“Members of Congress have overhauled their offices to answer increasingly desperate calls from constituents in search of a lifeline and unsure of who can help.”
As the Coronavirus continues to threaten and take lives across the country, House Democrats are fervently working to ensure their constituents receive the resources and information they need to stay healthy and safe.
The New York Times, dispatching from districts across the country, cited Reps. Andy Kim, Antonio Delgado, Jahana Hayes, and Kim Schrier as members of Congress who “have overhauled their offices to answer increasingly desperate calls from constituents in search of a lifeline and unsure of who can help.”
At a time when the American people need relief and amid a health and economic crisis, the Trump Administration continues to block uninsured COVID-19 patients from getting the coverage they need, leaving nearly 28 million Americans in 38 states uninsured and Washington Republicans still REFUSE to join House Democrats in standing up to the President.
Conversely, House Democrats are rising to the challenge to ensure their constituents receive the support they need during these trying times. With the Times reporting, “back home in their districts, they have become the de facto case workers.”
Statement from DCCC Spokesperson, Fabiola Rodriguez:
“House Democrats have stepped up where their Republican colleagues and the Trump Administration will not. While they stop at nothing to fight for economic relief and the health and safety of their communities, House Republicans continue trying to strip health care from American families – even amid a global pandemic.”
New York Times: The Paramedics Couldn’t Find Lysol. They Turned to Their Congressman.
KEY POINTS:
- The messages clog their offices’ phone lines and inboxes by the thousands, each a snapshot of someone’s lived nightmare — the wife whose husband is on a ventilator and getting worse by the day, the small-business owner who desperately needs a loan, the paramedic who wants disinfectant to clean his ambulance between shuttling the ill to the hospital.

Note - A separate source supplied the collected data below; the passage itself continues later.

impl Controller for DuelSession {
    fn on_open(&mut self) -> Vec<Reply> {
        vec![Reply::send(ClientEvent::CheckAllowed), Reply::send(ClientEvent::Connected)]
    }

    fn on_event(&mut self, event: ServerEvent) -> Vec<Reply> {
        if self.phase == DuelPhase::Ineligible {
            return Vec::new();
        }
        match event {
            ServerEvent::AllowedCheck { allowed: false } => {
                self.phase = DuelPhase::Ineligible;
                self.controls_visible = false;
                self.ready_visible = false;
                Vec::new()
            }
            ServerEvent::Info { room, user_id } => {
                if let Some(room) = room {
                    self.room = room;
                }
                self.me.id = Some(user_id);
                // Announce presence once we know who we are.
                self.presence_probe().map(Reply::send).into_iter().collect()
            }
            ServerEvent::Wait => {
                // The round is abandoned; the pad stays usable but submit only clears it.
                self.phase = DuelPhase::AwaitingPeer;
                self.controls_visible = true;
                self.ready_visible = false;
                self.presence_probe()
                    .map(|event| Reply::SendLater { event, delay_ms: self.wait_probe_ms })
                    .into_iter()
                    .collect()
            }
            ServerEvent::OtherConnection { user_id, username } => {
                clog(&format!("peer {username} ({user_id}) joined"));
                self.peer.id = Some(user_id);
                self.peer.username = Some(username);
                if self.phase == DuelPhase::AwaitingPeer {
                    self.phase = DuelPhase::Drawing;
                }
                Vec::new()
            }
            ServerEvent::RecvChallenge(challenge) => {
                self.new_round(challenge);
                Vec::new()
            }
            ServerEvent::RecvImg { user_id, image } => {
                let Some(peer) = self.peer_for(user_id) else {
                    return Vec::new();
                };
                peer.submitted = true;
                self.peer_image = Some(image);
                // Decided now; only the result-colouring step reveals it later.
                self.peer_canvas_visible = self.me.submitted;
                Vec::new()
            }
            ServerEvent::ResultImg { result, user_id, points } => {
                let participant = if self.is_me(user_id) {
                    &mut self.me
                } else if let Some(peer) = self.peer_for(user_id) {
                    peer
                } else {
                    cwarn(&format!("result for unknown participant {user_id}"));
                    return Vec::new();
                };
                participant.result = Some(result);
                if result {
                    participant.score += points;
                }
                self.colour_results();
                Vec::new()
            }
            ServerEvent::OtherReady { user_id } => {
                // The server echoes our own ready back to the whole room.
                if let Some(peer) = self.peer_for(user_id) {
                    peer.ready = true;
                }
                Vec::new()
            }
            _ => Vec::new(),
        }
    }
}

#[cfg(test)]
mod tests {
    use super::*;
    use crate::state::strokes::testing::FakeSurface;

    const ME: UserId = UserId(1);
    const PEER: UserId = UserId(2);

    fn challenge(sound: &str) -> Challenge {
        Challenge { kana: "わ".into(), sound: sound.into(), sound_num: 44 }
    }

    fn in_round() -> DuelSession {
        let mut s = DuelSession::new(RoomId(5), 1000);
        s.on_event(ServerEvent::Info { room: Some(RoomId(5)), user_id: ME });
        s.on_event(ServerEvent::OtherConnection { user_id: PEER, username: "peer".into() });
        s.on_event(ServerEvent::RecvChallenge(challenge("wa")));
        s
    }

    fn draw_and_submit(s: &mut DuelSession, strokes: usize) -> Vec<Reply> {
        let surface = FakeSurface::default();
        for _ in 0..strokes {
            s.pointer_down(Point::new(0.0, 0.0));
            s.pointer_move(Point::new(4.0, 4.0), &surface);
            s.pointer_up(&surface);
        }
        s.submit()
    }

    fn peer_submits(s: &mut DuelSession) {
        s.on_event(ServerEvent::RecvImg { user_id: PEER, image: "data:peer".into() });
    }

    #[test]
    fn connect_checks_eligibility_and_announces_presence() {
        let mut s = DuelSession::new(RoomId(5), 1000);
        assert_eq!(
            s.on_open(),
            vec![Reply::send(ClientEvent::CheckAllowed), Reply::send(ClientEvent::Connected)]
        );
        assert_eq!(s.phase(), DuelPhase::AwaitingPeer);
        let replies = s.on_event(ServerEvent::Info { room: Some(RoomId(5)), user_id: ME });
        assert_eq!(replies, vec![Reply::send(ClientEvent::Waiting { room: RoomId(5), user_id: ME })]);
    }

    #[test]
    fn ineligible_is_terminal() {
        let mut s = DuelSession::new(RoomId(5), 1000);
        s.on_event(ServerEvent::AllowedCheck { allowed: false });
        assert!(s.blocked());
        s.on_event(ServerEvent::OtherConnection { user_id: PEER, username: "p".into() });
        s.on_event(ServerEvent::RecvChallenge(challenge("ka")));
        assert_eq!(s.phase(), DuelPhase::Ineligible);
        assert!(s.submit().is_empty());
    }

    #[test]
    fn wait_probes_again_after_delay() {
        let mut s = DuelSession::new(RoomId(5), 1200);
        s.on_event(ServerEvent::Info { room: None, user_id: ME });
        let replies = s.on_event(ServerEvent::Wait);
        assert_eq!(
            replies,
            vec![Reply::SendLater {
                event: ClientEvent::Waiting { room: RoomId(5), user_id: ME },
                delay_ms: 1200
            }]
        );
        assert!(s.waiting_overlay());
    }

    #[test]
    fn submit_while_alone_only_clears() {
        let mut s = DuelSession::new(RoomId(5), 1000);
        s.on_event(ServerEvent::Info { room: None, user_id: ME });
        let epoch = s.local_epoch();
        let replies = draw_and_submit(&mut s, 2);
        assert!(replies.is_empty());
        assert!(s.strokes().is_empty());
        assert_eq!(s.local_epoch(), epoch + 1);
        assert_eq!(s.phase(), DuelPhase::AwaitingPeer);
    }

    #[test]
    fn submission_packs_strokes_and_hides_controls() {
        let mut s = in_round();
        let replies = draw_and_submit(&mut s, 3);
        let Some(ClientEvent::ImageSubmit { user_id, image_data, room, sound_num }) = replies[0].event() else {
            panic!("expected image_submit, got {replies:?}");
        };
        assert_eq!((*user_id, *room, *sound_num), (ME, RoomId(5), 44));
        let strokes: serde_json::Map<String, serde_json::Value> = serde_json::from_str(image_data).unwrap();
        assert_eq!(strokes.len(), 3);
        assert!(!s.controls_visible());
        assert_eq!(s.phase(), DuelPhase::Submitted);
        assert!(s.me().submitted);
    }

    #[test]
    fn empty_drawing_is_not_submitted() {
        let mut s = in_round();
        assert!(s.submit().is_empty());
        assert_eq!(s.phase(), DuelPhase::Drawing);
    }

    #[test]
    fn peer_drawing_hidden_until_we_submit() {
        let mut s = in_round();
        peer_submits(&mut s);
        assert!(!s.peer_canvas_visible());
        assert_eq!(s.peer_image(), Some("data:peer"));
        // Submitting alone does not re-evaluate visibility.
        draw_and_submit(&mut s, 1);
        assert!(!s.peer_canvas_visible());
        s.on_event(ServerEvent::ResultImg { result: true, user_id: PEER, points: 4 });
        assert!(!s.peer_canvas_visible());
        s.on_event(ServerEvent::ResultImg { result: false, user_id: ME, points: 4 });
        assert!(s.peer_canvas_visible());
    }

    #[test]
    fn peer_drawing_shown_on_receipt_after_our_submit() {
        let mut s = in_round();
        draw_and_submit(&mut s, 1);
        peer_submits(&mut s);
        assert!(s.peer_canvas_visible());
    }

    #[test]
    fn colours_wait_for_both_submissions() {
        let mut s = in_round();
        draw_and_submit(&mut s, 2);
        s.on_event(ServerEvent::ResultImg { result: true, user_id: ME, points: 6 });
        assert_eq!(s.colours(), None);
        assert!(!s.ready_visible());
        assert_eq!(s.me().score, 6);

        peer_submits(&mut s);
        s.on_event(ServerEvent::ResultImg { result: false, user_id: PEER, points: 6 });
        assert_eq!(s.colours(), Some(ResultColours { me: CORRECT_COLOUR, peer: INCORRECT_COLOUR }));
        assert_eq!(s.peer().score, 0);
        assert!(s.ready_visible());
        assert_eq!(s.phase(), DuelPhase::Resolved);
    }

    #[test]
    fn colours_match_results_when_peer_finishes_first() {
        let mut s = in_round();
        peer_submits(&mut s);
        s.on_event(ServerEvent::ResultImg { result: true, user_id: PEER, points: 2 });
        assert_eq!(s.colours(), None);
        draw_and_submit(&mut s, 1);
        s.on_event(ServerEvent::ResultImg { result: false, user_id: ME, points: 2 });
        assert_eq!(s.colours(), Some(ResultColours { me: INCORRECT_COLOUR, peer: CORRECT_COLOUR }));
    }

    #[test]
    fn ready_flag_reflects_cached_peer_state() {
        let mut s = in_round();
        draw_and_submit(&mut s, 1);
        peer_submits(&mut s);
        s.on_event(ServerEvent::ResultImg { result: true, user_id: ME, points: 2 });
        s.on_event(ServerEvent::ResultImg { result: true, user_id: PEER, points: 2 });

        let replies = s.ready();
        assert_eq!(
            replies,
            vec![Reply::send(ClientEvent::UserReady { user_id: ME, other_id: PEER, both: false, room: RoomId(5) })]
        );
        assert_eq!(s.phase(), DuelPhase::AwaitingPeerReady);
        // Our own echo does not mark the peer ready.
        s.on_event(ServerEvent::OtherReady { user_id: ME });
        assert!(!s.peer().ready);
        s.on_event(ServerEvent::OtherReady { user_id: PEER });
        assert!(s.peer().ready);
        assert_eq!(s.phase(), DuelPhase::AwaitingPeerReady);
    }

    #[test]
    fn second_ready_reports_both() {
        let mut s = in_round();
        draw_and_submit(&mut s, 1);
        peer_submits(&mut s);
        s.on_event(ServerEvent::ResultImg { result: true, user_id: ME, points: 2 });
        s.on_event(ServerEvent::ResultImg { result: true, user_id: PEER, points: 2 });
        s.on_event(ServerEvent::OtherReady { user_id: PEER });
        let replies = s.ready();
        assert!(matches!(replies[0].event(), Some(ClientEvent::UserReady { both: true, .. })));
        assert_eq!(s.phase(), DuelPhase::Ready);
        assert!(s.ready().is_empty());
    }

    #[test]
    fn new_challenge_resets_round_but_keeps_identity_and_score() {
        let mut s = in_round();
        draw_and_submit(&mut s, 1);
        peer_submits(&mut s);
        s.on_event(ServerEvent::ResultImg { result: true, user_id: ME, points: 3 });
        s.on_event(ServerEvent::ResultImg { result: true, user_id: PEER, points: 3 });
        let (local, peer) = (s.local_epoch(), s.peer_epoch());

        s.on_event(ServerEvent::RecvChallenge(challenge("ka")));
        assert_eq!(s.phase(), DuelPhase::Drawing);
        assert!(s.prompt().contains("ka"));
        assert_eq!((s.local_epoch(), s.peer_epoch()), (local + 1, peer + 1));
        assert!(!s.me().submitted && !s.peer().submitted);
        assert_eq!((s.me().result, s.peer().result), (None, None));
        assert_eq!((s.me().id, s.peer().id), (Some(ME), Some(PEER)));
        assert_eq!((s.me().score, s.peer().score), (3, 3));
        assert!(s.controls_visible());
        assert!(!s.peer_canvas_visible());
        assert_eq!(s.colours(), None);
        assert_eq!(s.peer_image(), None);
    }

    #[test]
    fn drawing_after_submit_is_ignored() {
        let mut s = in_round();
        let surface = FakeSurface::default();
        draw_strokes_via_session(&mut s, &surface);
        s.submit();
        s.pointer_down(Point::new(1.0, 1.0));
        s.pointer_move(Point::new(2.0, 2.0), &surface);
        s.pointer_up(&surface);
        assert_eq!(s.strokes().len(), 1);
    }

    #[test]
    fn first_player_learns_peer_from_round_traffic() {
        let mut s = DuelSession::new(RoomId(5), 1000);
        s.on_event(ServerEvent::Info { room: Some(RoomId(5)), user_id: ME });
        s.on_event(ServerEvent::Wait);
        s.on_event(ServerEvent::RecvChallenge(challenge("wa")));
        assert_eq!(s.peer().id, None);

        draw_and_submit(&mut s, 1);
        s.on_event(ServerEvent::ResultImg { result: true, user_id: ME, points: 2 });
        peer_submits(&mut s);
        assert_eq!(s.peer().id, Some(PEER));
        s.on_event(ServerEvent::ResultImg { result: false, user_id: PEER, points: 2 });

        assert_eq!(s.phase(), DuelPhase::Resolved);
        assert_eq!(s.colours(), Some(ResultColours { me: CORRECT_COLOUR, peer: INCORRECT_COLOUR }));
        assert!(s.ready_visible());
        assert!(matches!(
            s.ready()[0].event(),
            Some(ClientEvent::UserReady { other_id: PEER, .. })
        ));
    }

    #[test]
    fn peer_result_can_arrive_before_its_image() {
        let mut s = DuelSession::new(RoomId(5), 1000);
        s.on_event(ServerEvent::Info { room: None, user_id: ME });
        s.on_event(ServerEvent::RecvChallenge(challenge("wa")));
        s.on_event(ServerEvent::ResultImg { result: true, user_id: PEER, points: 5 });
        assert_eq!(s.peer().id, Some(PEER));
        assert_eq!(s.peer().score, 5);
    }

    #[test]
    fn result_for_a_third_user_is_dropped() {
        let mut s = in_round();
        draw_and_submit(&mut s, 1);
        let replies = s.on_event(ServerEvent::ResultImg { result: true, user_id: UserId(9), points: 7 });
        assert!(replies.is_empty());
        assert_eq!((s.me().score, s.peer().score), (0, 0));
        assert_eq!((s.me().result, s.peer().result), (None, None));
        assert_eq!(s.peer().id, Some(PEER));
        s.on_event(ServerEvent::RecvImg { user_id: UserId(9), image: "data:stranger".into() });
        assert_eq!(s.peer_image(), None);
        assert!(!s.peer().submitted);
    }

    #[test]
    fn wait_mid_round_returns_to_waiting() {
        let probe = Reply::SendLater {
            event: ClientEvent::Waiting { room: RoomId(5), user_id: ME },
            delay_ms: 1000,
        };

        // While drawing.
        let mut s = in_round();
        let surface = FakeSurface::default();
        draw_strokes_via_session(&mut s, &surface);
        assert_eq!(s.on_event(ServerEvent::Wait), vec![probe.clone()]);
        assert!(s.waiting_overlay());
        let epoch = s.local_epoch();
        assert!(s.submit().is_empty());
        assert!(s.strokes().is_empty());
        assert_eq!(s.local_epoch(), epoch + 1);
        assert_eq!(s.phase(), DuelPhase::AwaitingPeer);

        // After submitting.
        let mut s = in_round();
        draw_and_submit(&mut s, 2);
        assert_eq!(s.phase(), DuelPhase::Submitted);
        assert_eq!(s.on_event(ServerEvent::Wait), vec![probe]);
        assert!(s.waiting_overlay());
        assert!(s.controls_visible());
        assert!(!s.ready_visible());
        draw_strokes_via_session(&mut s, &surface);
        assert!(s.submit().is_empty());
        assert!(s.strokes().is_empty());
        assert_eq!(s.phase(), DuelPhase::AwaitingPeer);
    }

    fn draw_strokes_via_session(s: &mut DuelSession, surface: &FakeSurface) {
        s.pointer_down(Point::new(0.0, 0.0));
        s.pointer_move(Point::new(1.0, 0.0), surface);
        s.pointer_up(surface);
    }
}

- Assisting constituents in need has always been a critical part of the job of a member of Congress, but it has perhaps never been as important, or in demand, as it is now. As the coronavirus pandemic rips across the country, lawmakers have been inundated by messages from panicked and suffering Americans searching for a lifeline.
- “The last couple of weeks have fundamentally redefined what my job is, what it means to be a representative,” said Representative Andy Kim, Democrat of New Jersey, whose district, stretching across the eastern suburbs of Philadelphia to the Jersey Shore, has been hit hard by the virus.
- “You can tell they’re calling because they don’t know who else to come to,” he said. “When someone is calling our office about being scared to go outside because they don’t have a mask and they don’t know how to get one, they’re calling because they’re really worried.”
- Paul Daley, the director of emergency management in Toms River, N.J., said he contacted Mr. Kim’s office “more out of frustration than anything” when he reached out to say that his paramedics were out of the Lysol spray they urgently needed to sanitize their ambulances after transporting patients to the hospital. He was not expecting anything, but could the congressman help?
- Two days later, Mr. Kim’s office called back. They had located 78 cans of Lysol in a Walmart an hour and a half away in Pennsylvania — and had arranged for a team to hand-deliver the supplies to the fleet, based in Ocean County.
- When one man who identified himself as Harvey called into a telephone town-hall-style event hosted by Representative Antonio Delgado, Democrat of New York, the congressman offered his assistance, but there was little advice Mr. Delgado could give to address the fact that the state’s unemployment website was crashing.
- About 70 percent of the inquiries her office receives are “not even in our jurisdiction,” Representative Jahana Hayes, Democrat of Connecticut, estimated in an interview. But she said her constituents’ stories have kept her up at night.
- “It is extremely difficult for me to not have answers for constituents,” Ms. Hayes said. “We have had an endless stream of phone calls, emails and I don’t want to just respond to people with generic answers.”
- […] Representative Kim Schrier, Democrat of Washington, a medical doctor whose district covers Seattle’s suburbs to the eastern side of the Cascade Mountains, said in an interview that her office had fielded over 13,000 emails and letters since the pandemic reached the United States, 8,000 of which her office has responded to in writing. Hundreds of others have required personal follow-up calls from Dr. Schrier and her staff.
- “My constituents are getting their news from a variety of sources — from some less scientifically based than others,” she said. “I really try to be a voice in the middle that can balance both the needs of the economy and public health, and how it shouldn’t be an either-or proposition.”